**WORK ORDER**.
Every line of the material below that contains the string "GetUserUseCase" must appear in the answer.
============================================================
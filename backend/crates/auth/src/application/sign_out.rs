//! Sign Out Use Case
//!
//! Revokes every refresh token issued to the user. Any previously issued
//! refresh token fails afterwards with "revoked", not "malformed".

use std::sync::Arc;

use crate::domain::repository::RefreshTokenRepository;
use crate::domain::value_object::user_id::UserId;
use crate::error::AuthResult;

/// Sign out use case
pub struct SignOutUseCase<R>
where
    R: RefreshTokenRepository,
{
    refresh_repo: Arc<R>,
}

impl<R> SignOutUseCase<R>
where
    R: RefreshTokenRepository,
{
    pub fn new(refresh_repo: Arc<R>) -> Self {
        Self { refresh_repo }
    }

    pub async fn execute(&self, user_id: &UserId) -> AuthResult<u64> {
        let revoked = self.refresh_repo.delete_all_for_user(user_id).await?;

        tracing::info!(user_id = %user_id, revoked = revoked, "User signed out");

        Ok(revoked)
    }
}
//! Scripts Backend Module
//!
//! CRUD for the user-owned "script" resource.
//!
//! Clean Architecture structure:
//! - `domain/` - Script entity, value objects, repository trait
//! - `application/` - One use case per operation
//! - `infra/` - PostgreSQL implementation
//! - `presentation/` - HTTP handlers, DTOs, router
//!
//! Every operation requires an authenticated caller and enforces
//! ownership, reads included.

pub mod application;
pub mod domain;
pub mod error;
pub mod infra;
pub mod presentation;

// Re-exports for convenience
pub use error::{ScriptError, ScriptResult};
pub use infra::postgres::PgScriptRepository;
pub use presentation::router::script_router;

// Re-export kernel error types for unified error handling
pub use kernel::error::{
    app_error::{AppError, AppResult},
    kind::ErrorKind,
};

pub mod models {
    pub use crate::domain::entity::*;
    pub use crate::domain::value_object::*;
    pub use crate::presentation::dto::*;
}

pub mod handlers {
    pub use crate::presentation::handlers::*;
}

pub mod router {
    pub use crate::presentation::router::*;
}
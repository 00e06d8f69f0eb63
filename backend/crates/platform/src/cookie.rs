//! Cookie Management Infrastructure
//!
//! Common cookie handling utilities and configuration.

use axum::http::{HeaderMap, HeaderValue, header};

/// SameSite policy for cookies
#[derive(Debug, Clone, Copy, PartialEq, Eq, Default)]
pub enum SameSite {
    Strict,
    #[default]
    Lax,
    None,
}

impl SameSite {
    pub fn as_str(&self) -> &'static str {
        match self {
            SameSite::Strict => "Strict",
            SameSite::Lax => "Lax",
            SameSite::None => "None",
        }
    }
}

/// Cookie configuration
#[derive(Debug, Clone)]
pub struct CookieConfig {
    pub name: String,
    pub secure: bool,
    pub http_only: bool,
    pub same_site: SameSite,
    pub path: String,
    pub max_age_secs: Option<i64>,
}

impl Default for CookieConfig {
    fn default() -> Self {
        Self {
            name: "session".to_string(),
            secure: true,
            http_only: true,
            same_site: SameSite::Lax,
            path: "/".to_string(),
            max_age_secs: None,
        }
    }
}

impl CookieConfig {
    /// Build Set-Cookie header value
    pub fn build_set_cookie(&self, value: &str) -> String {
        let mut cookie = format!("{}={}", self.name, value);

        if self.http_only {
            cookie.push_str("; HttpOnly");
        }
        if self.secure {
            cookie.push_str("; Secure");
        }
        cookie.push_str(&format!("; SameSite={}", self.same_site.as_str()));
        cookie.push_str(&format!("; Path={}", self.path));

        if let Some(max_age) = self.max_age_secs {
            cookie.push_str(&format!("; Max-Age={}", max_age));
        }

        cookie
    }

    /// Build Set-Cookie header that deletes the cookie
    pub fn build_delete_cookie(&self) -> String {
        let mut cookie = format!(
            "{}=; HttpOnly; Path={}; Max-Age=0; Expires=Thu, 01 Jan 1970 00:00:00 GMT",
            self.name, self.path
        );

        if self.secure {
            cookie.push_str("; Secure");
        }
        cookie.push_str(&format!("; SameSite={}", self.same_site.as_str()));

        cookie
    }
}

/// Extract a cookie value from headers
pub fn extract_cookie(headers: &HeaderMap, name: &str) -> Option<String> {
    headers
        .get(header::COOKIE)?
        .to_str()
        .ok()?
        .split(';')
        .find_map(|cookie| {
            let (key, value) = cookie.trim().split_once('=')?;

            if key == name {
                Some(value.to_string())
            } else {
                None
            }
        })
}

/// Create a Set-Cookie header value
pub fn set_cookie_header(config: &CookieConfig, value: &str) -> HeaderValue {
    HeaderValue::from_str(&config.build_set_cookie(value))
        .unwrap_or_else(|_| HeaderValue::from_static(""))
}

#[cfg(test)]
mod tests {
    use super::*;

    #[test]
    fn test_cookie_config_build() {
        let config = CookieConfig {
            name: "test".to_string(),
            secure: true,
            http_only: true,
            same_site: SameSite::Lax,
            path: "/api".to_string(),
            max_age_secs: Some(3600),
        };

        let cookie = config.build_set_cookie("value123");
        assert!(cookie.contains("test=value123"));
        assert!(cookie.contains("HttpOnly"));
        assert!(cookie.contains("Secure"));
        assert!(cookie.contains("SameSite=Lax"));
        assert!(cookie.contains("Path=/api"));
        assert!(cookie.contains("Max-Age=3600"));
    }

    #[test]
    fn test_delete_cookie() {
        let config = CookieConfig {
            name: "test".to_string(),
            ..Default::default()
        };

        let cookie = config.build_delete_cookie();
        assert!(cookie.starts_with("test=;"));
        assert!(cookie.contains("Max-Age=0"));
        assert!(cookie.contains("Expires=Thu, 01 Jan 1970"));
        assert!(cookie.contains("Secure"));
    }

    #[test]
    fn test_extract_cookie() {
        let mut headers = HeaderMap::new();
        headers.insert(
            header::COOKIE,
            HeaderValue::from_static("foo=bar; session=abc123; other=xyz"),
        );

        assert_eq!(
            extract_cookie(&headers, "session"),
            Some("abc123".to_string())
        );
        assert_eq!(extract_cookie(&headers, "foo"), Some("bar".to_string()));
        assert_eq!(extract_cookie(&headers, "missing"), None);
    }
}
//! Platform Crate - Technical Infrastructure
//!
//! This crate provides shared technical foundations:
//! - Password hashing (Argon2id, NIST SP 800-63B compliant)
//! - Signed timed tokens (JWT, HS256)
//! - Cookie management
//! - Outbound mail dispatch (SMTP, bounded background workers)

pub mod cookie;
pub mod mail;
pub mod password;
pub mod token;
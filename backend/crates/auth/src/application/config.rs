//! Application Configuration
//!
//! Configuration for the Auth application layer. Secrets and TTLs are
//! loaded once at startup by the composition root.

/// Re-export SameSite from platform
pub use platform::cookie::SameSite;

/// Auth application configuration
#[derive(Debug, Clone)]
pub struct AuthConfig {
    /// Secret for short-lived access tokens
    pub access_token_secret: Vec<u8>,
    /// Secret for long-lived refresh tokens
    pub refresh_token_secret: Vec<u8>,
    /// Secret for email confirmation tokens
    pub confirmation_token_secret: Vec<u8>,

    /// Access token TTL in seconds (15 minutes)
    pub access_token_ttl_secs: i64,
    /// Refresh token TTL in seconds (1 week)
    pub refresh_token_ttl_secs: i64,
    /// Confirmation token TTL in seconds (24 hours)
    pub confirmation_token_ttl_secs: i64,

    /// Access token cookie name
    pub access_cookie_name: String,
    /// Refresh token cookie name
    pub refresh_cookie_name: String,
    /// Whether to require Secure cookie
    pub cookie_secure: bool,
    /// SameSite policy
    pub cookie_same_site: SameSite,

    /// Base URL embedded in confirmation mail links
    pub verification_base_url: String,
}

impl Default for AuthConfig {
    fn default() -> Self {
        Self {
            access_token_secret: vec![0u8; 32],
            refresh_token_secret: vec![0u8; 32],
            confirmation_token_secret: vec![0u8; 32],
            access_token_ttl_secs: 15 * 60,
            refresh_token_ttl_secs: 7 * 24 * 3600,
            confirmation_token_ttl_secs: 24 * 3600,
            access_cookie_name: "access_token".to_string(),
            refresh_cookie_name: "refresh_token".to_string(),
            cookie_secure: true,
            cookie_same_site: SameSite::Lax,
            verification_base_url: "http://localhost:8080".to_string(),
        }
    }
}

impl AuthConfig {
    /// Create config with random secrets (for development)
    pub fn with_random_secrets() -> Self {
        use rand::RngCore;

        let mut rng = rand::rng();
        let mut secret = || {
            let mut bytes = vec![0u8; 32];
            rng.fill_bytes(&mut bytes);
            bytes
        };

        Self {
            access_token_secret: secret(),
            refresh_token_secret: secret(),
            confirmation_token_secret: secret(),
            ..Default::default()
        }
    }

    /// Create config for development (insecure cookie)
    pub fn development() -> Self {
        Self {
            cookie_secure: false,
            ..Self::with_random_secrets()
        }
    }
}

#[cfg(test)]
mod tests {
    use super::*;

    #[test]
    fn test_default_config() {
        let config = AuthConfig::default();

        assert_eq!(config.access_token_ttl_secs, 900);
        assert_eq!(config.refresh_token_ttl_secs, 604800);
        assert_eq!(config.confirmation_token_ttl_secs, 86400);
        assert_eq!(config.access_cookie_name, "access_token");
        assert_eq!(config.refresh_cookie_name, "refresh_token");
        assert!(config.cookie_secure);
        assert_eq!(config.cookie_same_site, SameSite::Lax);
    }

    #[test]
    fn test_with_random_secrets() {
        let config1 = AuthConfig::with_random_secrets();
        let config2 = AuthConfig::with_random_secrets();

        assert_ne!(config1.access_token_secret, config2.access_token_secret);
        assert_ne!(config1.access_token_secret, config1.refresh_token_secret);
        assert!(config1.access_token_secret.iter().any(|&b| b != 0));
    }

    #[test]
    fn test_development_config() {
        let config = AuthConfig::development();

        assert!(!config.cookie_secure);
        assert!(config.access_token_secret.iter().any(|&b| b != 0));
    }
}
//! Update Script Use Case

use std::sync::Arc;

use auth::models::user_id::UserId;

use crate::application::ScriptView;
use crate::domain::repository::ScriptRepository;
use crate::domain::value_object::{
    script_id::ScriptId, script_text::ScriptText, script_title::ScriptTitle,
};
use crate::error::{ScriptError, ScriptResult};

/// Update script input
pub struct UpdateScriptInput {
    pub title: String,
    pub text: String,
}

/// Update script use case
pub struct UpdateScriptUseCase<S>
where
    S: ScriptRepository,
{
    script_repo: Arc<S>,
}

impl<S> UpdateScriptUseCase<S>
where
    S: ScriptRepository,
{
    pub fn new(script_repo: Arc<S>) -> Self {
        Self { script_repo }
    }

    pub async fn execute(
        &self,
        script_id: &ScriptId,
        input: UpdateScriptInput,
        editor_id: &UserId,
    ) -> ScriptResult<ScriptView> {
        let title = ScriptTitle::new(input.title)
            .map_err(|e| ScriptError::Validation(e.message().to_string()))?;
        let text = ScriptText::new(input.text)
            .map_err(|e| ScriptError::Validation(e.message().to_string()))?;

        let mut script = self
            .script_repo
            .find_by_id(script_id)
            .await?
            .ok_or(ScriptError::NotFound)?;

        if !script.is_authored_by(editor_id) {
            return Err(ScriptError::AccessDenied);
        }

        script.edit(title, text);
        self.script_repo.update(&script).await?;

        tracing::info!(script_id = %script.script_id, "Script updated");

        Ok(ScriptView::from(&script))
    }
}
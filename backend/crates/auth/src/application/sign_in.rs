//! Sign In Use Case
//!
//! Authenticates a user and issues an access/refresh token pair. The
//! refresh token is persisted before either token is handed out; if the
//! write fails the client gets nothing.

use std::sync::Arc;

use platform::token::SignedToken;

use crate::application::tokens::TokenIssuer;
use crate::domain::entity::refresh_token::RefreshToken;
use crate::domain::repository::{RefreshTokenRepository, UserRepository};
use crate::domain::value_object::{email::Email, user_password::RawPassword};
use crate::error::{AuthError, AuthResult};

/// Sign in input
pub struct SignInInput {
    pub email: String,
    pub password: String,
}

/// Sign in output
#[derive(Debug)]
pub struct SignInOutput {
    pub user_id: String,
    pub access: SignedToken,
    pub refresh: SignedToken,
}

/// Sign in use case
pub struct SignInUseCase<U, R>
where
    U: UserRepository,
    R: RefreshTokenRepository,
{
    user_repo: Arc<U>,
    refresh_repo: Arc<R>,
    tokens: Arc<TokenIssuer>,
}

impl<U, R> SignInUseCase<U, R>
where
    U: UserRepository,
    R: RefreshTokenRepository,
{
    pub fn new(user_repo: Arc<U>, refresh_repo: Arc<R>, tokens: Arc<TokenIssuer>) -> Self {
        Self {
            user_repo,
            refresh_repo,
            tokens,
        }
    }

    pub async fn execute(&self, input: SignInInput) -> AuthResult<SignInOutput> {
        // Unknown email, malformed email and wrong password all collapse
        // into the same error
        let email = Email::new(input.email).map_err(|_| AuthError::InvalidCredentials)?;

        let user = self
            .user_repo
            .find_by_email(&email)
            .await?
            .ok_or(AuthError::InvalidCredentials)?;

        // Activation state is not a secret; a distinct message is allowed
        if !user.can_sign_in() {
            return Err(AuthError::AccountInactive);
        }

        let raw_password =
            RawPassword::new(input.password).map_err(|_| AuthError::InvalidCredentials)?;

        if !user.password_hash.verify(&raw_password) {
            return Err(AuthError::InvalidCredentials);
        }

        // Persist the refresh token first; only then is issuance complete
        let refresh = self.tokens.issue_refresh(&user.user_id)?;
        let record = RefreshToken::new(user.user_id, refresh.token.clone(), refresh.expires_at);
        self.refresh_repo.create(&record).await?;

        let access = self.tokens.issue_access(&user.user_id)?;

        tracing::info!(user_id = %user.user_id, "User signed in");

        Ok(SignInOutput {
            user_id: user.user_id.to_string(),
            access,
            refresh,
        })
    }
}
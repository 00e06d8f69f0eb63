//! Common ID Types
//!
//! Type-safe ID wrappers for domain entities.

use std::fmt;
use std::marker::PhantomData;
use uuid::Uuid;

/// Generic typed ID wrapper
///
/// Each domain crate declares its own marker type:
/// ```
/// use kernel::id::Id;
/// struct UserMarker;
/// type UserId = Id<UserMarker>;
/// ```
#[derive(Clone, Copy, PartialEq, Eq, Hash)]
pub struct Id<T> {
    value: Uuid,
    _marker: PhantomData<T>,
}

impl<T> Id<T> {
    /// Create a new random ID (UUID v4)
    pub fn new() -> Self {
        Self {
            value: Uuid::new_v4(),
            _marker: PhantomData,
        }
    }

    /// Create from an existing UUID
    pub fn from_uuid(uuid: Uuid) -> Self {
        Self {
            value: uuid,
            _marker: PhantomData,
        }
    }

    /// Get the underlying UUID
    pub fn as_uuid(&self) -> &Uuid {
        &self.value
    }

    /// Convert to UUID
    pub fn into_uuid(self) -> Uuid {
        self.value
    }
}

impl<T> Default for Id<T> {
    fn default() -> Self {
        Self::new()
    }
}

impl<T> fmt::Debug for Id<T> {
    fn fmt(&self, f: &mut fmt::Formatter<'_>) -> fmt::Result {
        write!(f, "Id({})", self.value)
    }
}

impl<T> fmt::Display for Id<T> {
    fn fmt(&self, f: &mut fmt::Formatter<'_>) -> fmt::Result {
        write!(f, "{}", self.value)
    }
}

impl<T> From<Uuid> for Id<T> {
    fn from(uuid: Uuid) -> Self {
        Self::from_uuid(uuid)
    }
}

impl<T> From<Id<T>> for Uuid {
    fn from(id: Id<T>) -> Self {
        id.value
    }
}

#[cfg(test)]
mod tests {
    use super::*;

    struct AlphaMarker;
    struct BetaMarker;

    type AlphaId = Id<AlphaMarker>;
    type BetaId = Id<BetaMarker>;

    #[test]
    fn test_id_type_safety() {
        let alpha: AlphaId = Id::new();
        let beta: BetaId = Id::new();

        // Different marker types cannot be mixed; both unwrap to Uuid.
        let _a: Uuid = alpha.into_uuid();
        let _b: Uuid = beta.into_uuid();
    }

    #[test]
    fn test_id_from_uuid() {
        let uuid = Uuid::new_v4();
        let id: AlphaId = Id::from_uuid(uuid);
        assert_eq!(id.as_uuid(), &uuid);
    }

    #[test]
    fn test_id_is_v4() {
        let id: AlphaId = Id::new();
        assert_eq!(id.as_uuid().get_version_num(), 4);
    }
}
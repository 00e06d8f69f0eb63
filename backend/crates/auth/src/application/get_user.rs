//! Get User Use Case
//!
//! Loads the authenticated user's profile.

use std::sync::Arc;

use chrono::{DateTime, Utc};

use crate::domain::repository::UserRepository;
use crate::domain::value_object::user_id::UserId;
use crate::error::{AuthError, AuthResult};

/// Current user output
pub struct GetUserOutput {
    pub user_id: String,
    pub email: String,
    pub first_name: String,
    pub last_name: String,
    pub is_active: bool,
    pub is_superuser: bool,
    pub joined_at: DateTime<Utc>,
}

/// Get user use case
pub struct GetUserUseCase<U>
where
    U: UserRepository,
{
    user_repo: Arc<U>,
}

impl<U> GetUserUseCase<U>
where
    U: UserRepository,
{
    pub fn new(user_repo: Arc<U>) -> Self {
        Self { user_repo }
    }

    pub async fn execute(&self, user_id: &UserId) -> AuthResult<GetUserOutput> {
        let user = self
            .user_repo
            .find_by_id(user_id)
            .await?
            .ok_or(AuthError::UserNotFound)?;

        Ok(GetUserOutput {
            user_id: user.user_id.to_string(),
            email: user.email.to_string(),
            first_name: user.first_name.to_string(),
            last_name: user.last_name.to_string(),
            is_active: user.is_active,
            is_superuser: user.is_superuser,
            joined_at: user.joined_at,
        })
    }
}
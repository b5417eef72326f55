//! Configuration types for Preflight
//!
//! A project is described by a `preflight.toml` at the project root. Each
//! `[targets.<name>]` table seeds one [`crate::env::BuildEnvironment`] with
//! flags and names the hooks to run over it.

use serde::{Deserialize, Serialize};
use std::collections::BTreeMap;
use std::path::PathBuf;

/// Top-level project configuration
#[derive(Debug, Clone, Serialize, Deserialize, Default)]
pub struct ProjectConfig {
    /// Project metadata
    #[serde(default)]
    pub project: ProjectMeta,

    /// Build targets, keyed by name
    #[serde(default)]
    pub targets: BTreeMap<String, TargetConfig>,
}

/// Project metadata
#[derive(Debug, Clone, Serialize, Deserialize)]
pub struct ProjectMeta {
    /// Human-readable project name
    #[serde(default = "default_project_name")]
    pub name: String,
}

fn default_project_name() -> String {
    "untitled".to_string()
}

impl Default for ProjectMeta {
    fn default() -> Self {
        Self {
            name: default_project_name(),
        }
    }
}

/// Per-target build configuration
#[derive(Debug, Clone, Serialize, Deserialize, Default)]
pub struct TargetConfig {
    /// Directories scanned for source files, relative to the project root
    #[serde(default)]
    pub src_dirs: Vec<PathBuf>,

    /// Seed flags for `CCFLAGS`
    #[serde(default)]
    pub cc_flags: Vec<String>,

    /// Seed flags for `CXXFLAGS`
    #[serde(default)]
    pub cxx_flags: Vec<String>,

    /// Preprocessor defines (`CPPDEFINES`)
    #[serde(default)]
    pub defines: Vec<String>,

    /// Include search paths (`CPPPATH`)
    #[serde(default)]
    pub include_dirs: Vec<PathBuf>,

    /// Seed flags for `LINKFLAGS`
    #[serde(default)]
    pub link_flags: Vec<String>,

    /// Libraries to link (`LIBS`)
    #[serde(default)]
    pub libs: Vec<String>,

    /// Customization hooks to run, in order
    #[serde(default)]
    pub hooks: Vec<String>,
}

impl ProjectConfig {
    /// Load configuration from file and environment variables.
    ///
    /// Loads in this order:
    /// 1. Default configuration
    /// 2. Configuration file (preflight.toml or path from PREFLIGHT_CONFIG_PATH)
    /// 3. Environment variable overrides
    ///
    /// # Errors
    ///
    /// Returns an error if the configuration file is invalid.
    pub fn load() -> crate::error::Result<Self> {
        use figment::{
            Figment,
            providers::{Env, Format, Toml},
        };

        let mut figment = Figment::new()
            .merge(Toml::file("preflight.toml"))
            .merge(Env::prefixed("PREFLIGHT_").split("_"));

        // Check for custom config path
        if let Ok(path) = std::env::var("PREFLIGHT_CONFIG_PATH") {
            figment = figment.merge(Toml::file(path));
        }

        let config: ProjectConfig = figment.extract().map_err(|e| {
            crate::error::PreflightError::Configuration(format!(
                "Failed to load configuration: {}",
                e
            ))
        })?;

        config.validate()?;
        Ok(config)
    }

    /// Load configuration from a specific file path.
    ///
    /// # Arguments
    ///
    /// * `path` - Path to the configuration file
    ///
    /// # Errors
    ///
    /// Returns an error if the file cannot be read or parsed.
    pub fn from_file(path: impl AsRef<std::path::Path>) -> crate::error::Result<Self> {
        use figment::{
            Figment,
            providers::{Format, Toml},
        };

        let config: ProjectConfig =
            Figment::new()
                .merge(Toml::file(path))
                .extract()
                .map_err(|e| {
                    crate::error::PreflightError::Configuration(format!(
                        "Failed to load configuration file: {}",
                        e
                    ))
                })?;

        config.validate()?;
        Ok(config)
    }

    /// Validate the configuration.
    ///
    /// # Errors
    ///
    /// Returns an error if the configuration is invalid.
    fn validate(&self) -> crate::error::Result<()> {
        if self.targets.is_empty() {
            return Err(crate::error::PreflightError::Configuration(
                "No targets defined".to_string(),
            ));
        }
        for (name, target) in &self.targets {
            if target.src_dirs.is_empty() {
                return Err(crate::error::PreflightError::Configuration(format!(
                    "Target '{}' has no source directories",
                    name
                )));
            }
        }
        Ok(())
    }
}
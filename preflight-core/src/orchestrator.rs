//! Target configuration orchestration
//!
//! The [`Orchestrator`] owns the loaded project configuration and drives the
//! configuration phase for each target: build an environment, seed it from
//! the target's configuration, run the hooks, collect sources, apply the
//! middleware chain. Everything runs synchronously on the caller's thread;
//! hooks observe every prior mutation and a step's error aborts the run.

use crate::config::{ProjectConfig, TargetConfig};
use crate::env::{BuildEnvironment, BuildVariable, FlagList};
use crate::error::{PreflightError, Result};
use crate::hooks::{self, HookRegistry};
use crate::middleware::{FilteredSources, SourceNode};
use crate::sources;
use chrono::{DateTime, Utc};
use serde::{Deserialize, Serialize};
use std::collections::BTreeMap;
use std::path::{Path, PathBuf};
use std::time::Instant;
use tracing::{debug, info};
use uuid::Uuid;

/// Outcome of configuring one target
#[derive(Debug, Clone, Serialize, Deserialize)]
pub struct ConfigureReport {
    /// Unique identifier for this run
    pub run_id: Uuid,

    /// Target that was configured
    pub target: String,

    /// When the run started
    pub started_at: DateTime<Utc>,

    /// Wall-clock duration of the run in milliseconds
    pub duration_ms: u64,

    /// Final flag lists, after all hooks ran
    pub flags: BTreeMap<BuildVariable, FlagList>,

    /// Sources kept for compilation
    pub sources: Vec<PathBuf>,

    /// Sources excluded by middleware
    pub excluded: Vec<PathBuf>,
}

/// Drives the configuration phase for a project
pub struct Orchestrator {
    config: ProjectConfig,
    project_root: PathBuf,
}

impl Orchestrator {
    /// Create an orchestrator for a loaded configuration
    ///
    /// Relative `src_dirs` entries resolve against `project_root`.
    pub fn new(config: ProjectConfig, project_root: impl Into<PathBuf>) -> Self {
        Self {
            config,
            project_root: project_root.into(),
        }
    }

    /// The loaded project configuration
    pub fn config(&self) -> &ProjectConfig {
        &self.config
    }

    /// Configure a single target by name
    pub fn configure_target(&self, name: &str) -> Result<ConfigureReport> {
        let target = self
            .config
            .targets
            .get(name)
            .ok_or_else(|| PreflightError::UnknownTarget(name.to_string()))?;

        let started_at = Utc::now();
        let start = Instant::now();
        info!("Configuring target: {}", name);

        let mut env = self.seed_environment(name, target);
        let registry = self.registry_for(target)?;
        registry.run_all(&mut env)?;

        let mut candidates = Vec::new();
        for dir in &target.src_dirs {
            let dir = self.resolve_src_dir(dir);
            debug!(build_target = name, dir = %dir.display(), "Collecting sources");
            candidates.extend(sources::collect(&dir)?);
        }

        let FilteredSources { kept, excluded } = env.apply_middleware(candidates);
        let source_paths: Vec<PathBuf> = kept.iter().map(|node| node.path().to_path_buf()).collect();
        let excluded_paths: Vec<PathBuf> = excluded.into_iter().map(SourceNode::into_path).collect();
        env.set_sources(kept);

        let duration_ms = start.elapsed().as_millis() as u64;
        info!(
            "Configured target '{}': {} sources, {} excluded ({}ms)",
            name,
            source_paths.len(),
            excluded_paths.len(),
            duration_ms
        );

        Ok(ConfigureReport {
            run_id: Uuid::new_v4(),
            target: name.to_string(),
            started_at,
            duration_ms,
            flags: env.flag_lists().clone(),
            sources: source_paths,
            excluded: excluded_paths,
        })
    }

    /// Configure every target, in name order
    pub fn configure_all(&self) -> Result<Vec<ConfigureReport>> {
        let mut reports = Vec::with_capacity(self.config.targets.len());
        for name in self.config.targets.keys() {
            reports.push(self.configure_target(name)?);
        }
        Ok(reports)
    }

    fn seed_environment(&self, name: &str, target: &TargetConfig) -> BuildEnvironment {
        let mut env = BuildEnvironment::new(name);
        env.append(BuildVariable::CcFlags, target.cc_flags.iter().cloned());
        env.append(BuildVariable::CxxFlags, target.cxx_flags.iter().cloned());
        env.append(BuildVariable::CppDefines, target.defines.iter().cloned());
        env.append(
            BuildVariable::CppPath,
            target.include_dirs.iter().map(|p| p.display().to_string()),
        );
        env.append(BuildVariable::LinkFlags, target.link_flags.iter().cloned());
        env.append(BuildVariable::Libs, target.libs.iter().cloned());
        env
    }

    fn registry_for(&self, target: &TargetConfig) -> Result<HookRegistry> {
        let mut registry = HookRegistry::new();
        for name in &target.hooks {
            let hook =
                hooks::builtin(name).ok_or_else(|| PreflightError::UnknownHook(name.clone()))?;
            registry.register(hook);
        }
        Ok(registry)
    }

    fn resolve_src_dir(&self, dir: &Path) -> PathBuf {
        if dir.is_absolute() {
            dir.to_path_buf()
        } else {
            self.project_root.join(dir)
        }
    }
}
============================================================
**RESULT**.
pub struct GetUserUseCase<U>
impl<U> GetUserUseCase<U>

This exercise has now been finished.